- **YOUR OBJECTIVE**: Find the line in the entries below that contains "0.75, train_accuracy: 0.8". Repeat it exactly, and every line after it through the line that contains "record is loaded".

● ● ●

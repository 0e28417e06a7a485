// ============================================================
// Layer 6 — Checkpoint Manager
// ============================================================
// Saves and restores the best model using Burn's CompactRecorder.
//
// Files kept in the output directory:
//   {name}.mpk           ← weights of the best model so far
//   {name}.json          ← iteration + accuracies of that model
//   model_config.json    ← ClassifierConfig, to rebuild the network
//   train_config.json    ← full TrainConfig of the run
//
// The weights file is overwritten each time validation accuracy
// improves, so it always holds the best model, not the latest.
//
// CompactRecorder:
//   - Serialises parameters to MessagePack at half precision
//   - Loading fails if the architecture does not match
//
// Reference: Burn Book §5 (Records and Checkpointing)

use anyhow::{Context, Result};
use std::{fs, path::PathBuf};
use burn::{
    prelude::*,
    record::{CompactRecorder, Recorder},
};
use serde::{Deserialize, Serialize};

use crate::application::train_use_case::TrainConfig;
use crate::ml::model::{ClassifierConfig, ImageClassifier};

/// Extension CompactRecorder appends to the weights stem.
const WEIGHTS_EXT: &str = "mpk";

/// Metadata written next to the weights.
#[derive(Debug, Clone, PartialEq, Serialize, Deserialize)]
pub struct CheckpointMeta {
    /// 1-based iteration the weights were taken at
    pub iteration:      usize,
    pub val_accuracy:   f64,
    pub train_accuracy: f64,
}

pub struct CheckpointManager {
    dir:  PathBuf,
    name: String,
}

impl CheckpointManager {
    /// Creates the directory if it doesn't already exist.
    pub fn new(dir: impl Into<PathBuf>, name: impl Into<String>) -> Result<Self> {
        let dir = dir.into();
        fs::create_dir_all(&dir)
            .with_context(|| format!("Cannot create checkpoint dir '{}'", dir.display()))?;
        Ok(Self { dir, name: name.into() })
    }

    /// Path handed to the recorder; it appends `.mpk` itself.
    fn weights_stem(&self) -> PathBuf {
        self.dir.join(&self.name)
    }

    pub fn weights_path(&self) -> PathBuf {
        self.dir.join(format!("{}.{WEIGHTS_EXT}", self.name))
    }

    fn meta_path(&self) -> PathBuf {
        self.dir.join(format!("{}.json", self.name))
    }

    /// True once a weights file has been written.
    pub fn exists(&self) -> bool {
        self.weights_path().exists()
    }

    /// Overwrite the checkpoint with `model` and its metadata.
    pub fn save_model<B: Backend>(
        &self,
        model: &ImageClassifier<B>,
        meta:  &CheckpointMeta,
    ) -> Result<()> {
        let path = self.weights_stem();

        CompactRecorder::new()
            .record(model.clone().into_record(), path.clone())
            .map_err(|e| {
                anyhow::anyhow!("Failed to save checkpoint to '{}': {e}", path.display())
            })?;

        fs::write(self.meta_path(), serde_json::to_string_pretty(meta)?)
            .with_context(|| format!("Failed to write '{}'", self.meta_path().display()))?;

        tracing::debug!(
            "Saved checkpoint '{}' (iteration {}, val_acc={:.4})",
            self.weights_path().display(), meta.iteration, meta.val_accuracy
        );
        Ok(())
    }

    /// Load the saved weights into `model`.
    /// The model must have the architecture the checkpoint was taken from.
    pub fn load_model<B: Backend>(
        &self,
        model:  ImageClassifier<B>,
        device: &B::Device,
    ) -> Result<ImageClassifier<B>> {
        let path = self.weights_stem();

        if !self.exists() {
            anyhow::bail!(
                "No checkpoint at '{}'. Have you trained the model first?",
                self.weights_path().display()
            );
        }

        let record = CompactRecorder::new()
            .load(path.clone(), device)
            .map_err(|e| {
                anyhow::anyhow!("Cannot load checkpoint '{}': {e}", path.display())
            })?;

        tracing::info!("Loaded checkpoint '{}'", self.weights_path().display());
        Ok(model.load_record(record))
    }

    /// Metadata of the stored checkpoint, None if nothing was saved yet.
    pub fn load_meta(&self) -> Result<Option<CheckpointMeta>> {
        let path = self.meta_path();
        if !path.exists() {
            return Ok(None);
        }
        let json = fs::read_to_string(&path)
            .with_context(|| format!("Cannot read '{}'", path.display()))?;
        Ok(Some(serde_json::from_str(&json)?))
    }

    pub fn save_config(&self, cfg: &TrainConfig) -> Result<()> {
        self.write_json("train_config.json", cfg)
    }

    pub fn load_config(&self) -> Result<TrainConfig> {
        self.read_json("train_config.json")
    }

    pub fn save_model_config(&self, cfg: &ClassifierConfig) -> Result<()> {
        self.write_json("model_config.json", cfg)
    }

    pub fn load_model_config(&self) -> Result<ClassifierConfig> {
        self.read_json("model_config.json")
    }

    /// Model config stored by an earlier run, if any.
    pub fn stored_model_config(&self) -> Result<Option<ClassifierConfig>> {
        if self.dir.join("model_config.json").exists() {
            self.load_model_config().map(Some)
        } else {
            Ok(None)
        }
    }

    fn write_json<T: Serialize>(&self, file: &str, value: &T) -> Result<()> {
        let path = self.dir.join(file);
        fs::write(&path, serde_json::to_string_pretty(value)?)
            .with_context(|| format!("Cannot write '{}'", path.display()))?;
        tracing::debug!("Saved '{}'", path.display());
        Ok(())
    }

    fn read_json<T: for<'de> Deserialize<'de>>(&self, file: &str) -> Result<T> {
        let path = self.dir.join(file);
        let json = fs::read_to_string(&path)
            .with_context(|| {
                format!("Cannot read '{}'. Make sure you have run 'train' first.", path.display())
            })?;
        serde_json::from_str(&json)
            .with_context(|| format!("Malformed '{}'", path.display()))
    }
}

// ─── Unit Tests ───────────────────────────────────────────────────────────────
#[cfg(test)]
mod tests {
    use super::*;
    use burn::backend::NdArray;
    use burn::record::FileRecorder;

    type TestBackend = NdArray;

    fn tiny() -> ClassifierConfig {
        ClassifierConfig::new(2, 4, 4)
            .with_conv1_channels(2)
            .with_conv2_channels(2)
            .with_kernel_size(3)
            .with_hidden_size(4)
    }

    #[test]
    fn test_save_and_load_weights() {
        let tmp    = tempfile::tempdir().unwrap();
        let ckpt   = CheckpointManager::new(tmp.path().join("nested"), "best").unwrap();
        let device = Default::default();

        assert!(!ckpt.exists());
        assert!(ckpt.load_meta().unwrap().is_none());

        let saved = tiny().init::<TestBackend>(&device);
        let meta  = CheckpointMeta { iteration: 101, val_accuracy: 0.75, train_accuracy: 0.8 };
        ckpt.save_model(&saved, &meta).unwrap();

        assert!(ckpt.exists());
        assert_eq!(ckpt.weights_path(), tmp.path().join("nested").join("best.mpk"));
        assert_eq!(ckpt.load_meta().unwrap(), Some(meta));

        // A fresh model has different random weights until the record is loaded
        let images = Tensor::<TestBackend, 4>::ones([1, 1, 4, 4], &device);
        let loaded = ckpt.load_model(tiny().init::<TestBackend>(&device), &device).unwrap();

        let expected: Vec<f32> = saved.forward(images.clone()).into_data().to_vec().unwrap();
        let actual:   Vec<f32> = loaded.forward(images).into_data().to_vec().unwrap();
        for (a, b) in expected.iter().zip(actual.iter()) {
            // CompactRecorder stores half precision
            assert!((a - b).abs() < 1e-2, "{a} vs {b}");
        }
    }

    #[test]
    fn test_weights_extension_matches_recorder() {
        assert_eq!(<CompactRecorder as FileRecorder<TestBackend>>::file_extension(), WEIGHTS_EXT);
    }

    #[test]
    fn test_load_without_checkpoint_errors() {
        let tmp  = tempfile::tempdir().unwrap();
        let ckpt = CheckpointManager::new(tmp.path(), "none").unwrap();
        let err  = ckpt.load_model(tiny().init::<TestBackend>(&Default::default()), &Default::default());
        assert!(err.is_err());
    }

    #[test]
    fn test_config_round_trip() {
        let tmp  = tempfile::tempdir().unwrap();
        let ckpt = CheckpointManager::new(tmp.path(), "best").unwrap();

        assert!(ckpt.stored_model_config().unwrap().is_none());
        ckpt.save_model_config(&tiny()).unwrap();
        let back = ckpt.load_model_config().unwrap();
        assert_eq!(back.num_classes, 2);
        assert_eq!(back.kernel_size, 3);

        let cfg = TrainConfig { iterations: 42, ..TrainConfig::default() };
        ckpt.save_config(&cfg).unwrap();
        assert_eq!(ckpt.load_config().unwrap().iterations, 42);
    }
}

● ● ●

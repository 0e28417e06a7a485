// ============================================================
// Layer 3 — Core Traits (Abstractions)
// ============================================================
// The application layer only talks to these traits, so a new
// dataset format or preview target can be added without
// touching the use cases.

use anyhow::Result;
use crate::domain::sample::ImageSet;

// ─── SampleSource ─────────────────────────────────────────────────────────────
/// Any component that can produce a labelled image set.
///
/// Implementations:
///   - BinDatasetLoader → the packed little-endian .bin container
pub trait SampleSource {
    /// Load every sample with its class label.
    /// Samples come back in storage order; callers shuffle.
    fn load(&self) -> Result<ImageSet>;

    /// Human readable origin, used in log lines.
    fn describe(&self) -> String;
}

● ● ●

- **SOLUTION BELOW**:
        let meta  = CheckpointMeta { iteration: 101, val_accuracy: 0.75, train_accuracy: 0.8 };
        ckpt.save_model(&saved, &meta).unwrap();

        assert!(ckpt.exists());
        assert_eq!(ckpt.weights_path(), tmp.path().join("nested").join("best.mpk"));
        assert_eq!(ckpt.load_meta().unwrap(), Some(meta));

        // A fresh model has different random weights until the record is loaded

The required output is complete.